---------- Dataset records

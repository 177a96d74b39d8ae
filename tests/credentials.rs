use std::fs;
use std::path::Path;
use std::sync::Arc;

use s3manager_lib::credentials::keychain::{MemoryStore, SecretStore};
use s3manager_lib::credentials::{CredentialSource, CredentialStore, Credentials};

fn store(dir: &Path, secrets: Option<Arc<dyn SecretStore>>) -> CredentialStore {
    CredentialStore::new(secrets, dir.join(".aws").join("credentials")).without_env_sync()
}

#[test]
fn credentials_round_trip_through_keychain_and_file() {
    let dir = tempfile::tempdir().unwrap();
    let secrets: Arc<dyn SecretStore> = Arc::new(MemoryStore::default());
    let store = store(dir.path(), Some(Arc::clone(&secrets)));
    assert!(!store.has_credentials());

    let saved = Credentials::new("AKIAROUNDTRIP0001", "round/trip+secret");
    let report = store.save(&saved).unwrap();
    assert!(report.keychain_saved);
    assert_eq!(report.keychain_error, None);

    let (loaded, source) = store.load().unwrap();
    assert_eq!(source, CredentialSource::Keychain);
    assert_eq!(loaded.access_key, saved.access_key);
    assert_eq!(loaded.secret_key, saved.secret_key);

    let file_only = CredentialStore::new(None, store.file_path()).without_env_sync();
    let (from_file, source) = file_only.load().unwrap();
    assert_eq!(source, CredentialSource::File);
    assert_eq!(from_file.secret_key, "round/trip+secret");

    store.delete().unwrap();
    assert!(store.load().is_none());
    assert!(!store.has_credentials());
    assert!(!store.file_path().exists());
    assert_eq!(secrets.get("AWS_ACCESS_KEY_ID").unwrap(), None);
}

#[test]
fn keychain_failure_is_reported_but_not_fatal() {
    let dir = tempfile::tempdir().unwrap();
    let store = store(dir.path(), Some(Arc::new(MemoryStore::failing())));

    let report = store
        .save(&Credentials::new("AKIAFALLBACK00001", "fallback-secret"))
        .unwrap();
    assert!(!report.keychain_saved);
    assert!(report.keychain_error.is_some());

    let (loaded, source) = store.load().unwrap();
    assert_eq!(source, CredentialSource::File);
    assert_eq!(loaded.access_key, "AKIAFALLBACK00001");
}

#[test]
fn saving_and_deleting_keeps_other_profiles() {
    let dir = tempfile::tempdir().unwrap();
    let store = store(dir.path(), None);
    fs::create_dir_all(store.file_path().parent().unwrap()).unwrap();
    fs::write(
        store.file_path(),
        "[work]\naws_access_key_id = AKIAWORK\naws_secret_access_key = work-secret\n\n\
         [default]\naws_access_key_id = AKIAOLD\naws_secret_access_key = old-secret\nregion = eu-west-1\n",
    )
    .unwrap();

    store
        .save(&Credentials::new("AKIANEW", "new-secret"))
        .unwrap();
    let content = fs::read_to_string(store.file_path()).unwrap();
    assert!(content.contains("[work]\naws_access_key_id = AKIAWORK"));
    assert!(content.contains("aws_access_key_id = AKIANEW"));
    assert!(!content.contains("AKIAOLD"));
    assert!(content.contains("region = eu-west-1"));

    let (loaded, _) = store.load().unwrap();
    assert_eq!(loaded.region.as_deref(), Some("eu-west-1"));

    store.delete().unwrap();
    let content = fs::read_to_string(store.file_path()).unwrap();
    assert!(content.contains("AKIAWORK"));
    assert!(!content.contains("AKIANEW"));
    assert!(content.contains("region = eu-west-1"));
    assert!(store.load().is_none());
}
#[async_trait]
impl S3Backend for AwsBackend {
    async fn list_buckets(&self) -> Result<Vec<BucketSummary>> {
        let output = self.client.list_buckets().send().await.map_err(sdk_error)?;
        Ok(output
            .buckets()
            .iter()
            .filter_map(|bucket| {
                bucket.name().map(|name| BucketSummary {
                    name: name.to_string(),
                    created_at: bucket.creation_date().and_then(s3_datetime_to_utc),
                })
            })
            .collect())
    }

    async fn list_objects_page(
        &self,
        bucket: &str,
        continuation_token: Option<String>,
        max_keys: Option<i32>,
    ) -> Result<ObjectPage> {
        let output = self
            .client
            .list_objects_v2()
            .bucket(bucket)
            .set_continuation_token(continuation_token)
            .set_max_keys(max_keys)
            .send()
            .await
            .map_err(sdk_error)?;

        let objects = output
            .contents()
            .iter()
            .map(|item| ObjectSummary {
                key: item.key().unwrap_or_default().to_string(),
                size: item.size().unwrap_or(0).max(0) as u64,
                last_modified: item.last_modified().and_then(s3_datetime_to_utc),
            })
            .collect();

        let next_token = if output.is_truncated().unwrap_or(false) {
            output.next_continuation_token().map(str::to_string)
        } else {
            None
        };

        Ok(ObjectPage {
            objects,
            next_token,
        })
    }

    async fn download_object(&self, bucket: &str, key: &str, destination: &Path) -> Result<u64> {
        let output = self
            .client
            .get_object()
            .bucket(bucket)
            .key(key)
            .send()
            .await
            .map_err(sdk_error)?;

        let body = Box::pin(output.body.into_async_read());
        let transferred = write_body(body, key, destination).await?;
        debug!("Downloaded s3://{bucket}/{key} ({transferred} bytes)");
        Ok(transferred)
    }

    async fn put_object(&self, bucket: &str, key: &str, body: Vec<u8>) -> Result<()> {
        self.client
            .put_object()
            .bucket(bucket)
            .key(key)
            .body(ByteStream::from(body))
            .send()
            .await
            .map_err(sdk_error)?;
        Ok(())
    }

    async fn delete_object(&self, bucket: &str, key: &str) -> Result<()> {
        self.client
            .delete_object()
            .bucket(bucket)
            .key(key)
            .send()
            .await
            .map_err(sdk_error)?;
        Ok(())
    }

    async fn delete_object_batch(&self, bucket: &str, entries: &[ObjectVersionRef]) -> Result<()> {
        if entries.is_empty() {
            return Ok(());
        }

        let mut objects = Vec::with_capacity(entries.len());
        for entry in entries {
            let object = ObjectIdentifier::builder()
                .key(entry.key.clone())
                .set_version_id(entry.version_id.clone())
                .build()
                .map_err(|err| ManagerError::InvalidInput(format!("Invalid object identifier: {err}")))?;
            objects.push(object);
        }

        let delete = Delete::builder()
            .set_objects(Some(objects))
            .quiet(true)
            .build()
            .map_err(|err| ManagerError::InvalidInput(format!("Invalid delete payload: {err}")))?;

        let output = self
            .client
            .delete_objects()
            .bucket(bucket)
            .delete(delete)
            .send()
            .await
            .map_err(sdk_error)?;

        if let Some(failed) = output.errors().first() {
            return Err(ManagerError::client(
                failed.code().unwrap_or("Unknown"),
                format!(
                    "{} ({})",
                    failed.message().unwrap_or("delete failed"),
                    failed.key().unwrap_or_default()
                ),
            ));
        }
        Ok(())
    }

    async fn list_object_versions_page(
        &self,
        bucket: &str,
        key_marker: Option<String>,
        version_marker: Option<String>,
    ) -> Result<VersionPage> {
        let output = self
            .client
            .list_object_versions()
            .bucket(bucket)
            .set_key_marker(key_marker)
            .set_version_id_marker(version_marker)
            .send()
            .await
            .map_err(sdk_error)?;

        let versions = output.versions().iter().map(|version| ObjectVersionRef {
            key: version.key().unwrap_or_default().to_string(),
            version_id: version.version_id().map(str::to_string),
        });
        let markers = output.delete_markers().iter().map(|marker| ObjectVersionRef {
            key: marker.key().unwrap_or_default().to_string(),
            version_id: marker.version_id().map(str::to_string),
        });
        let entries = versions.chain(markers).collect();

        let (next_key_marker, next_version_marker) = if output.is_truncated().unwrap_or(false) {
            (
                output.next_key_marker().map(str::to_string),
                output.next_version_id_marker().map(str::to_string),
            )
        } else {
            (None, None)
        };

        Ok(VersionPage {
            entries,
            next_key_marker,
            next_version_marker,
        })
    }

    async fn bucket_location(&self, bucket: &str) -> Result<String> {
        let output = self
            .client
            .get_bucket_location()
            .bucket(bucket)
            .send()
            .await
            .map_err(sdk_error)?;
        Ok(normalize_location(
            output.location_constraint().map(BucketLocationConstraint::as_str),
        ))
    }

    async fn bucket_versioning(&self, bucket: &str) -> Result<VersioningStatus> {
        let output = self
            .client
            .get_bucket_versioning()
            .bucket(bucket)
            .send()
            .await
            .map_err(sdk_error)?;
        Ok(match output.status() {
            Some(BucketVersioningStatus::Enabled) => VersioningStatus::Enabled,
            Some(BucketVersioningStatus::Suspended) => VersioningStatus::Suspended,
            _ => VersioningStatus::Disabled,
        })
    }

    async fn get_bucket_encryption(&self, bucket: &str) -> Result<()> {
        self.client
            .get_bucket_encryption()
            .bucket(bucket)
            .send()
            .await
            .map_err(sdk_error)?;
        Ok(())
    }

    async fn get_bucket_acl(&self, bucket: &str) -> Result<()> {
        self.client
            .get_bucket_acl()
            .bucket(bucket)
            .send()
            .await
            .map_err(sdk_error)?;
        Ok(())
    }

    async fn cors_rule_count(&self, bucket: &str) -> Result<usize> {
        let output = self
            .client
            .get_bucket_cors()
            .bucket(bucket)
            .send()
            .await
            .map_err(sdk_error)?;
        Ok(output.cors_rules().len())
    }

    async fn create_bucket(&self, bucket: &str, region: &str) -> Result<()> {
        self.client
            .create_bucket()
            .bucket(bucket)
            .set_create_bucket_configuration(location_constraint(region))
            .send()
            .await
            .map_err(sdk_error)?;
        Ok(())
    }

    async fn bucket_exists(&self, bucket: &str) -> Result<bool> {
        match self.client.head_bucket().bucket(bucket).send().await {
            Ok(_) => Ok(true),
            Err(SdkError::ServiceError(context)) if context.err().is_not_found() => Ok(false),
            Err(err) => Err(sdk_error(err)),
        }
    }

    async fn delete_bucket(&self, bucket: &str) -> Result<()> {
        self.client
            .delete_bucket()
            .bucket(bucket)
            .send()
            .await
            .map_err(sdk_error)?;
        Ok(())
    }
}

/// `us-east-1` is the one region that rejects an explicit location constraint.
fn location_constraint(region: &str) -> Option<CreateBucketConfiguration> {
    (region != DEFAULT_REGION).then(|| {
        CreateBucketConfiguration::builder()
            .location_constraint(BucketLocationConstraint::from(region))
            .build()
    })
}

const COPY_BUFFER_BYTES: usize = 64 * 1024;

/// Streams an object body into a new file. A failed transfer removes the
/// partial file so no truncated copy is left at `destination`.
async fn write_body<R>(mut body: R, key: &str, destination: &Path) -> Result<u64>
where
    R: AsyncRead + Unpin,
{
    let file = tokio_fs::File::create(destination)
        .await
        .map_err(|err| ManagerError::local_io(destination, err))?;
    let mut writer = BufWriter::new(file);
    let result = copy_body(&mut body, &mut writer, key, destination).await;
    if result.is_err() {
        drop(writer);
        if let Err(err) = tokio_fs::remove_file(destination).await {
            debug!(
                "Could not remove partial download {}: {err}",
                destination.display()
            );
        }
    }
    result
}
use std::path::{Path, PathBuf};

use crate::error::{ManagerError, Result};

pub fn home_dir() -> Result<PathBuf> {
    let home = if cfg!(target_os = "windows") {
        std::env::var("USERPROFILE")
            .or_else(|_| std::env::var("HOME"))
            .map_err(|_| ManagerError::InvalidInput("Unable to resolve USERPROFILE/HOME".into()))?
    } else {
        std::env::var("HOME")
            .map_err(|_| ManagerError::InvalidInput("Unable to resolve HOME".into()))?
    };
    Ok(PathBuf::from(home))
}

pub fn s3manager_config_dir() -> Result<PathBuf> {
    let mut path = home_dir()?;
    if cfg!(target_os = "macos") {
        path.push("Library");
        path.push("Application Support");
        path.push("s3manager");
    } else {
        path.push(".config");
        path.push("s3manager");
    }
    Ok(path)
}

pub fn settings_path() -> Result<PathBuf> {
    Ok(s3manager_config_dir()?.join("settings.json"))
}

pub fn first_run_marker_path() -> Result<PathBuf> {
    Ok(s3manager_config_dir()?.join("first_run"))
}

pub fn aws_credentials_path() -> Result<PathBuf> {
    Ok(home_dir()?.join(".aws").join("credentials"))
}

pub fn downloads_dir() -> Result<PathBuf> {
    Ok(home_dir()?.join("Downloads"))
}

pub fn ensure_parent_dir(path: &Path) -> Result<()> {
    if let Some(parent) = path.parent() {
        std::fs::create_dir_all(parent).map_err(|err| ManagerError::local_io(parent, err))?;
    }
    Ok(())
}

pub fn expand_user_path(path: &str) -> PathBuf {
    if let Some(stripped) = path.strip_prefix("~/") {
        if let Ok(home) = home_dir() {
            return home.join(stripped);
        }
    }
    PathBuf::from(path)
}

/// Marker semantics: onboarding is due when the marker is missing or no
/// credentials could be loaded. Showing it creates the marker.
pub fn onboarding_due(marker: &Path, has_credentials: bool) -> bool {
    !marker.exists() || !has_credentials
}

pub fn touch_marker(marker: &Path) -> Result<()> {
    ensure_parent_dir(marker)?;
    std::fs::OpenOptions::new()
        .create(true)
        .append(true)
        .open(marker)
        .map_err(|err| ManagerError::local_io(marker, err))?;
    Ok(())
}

--------------------
---------- Dataset records

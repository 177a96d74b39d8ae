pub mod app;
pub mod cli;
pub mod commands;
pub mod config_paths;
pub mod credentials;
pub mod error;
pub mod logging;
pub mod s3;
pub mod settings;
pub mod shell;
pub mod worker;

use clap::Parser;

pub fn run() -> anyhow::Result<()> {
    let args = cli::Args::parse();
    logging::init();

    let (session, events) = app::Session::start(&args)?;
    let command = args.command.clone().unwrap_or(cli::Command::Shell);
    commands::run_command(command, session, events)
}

--------------------

Go through the entries and copy every line with "ObjectVersionRef".

    async fn delete_object_batch(&self, bucket: &str, entries: &[ObjectVersionRef]) -> Result<()> {
        let versions = output.versions().iter().map(|version| ObjectVersionRef {
        let markers = output.delete_markers().iter().map(|marker| ObjectVersionRef {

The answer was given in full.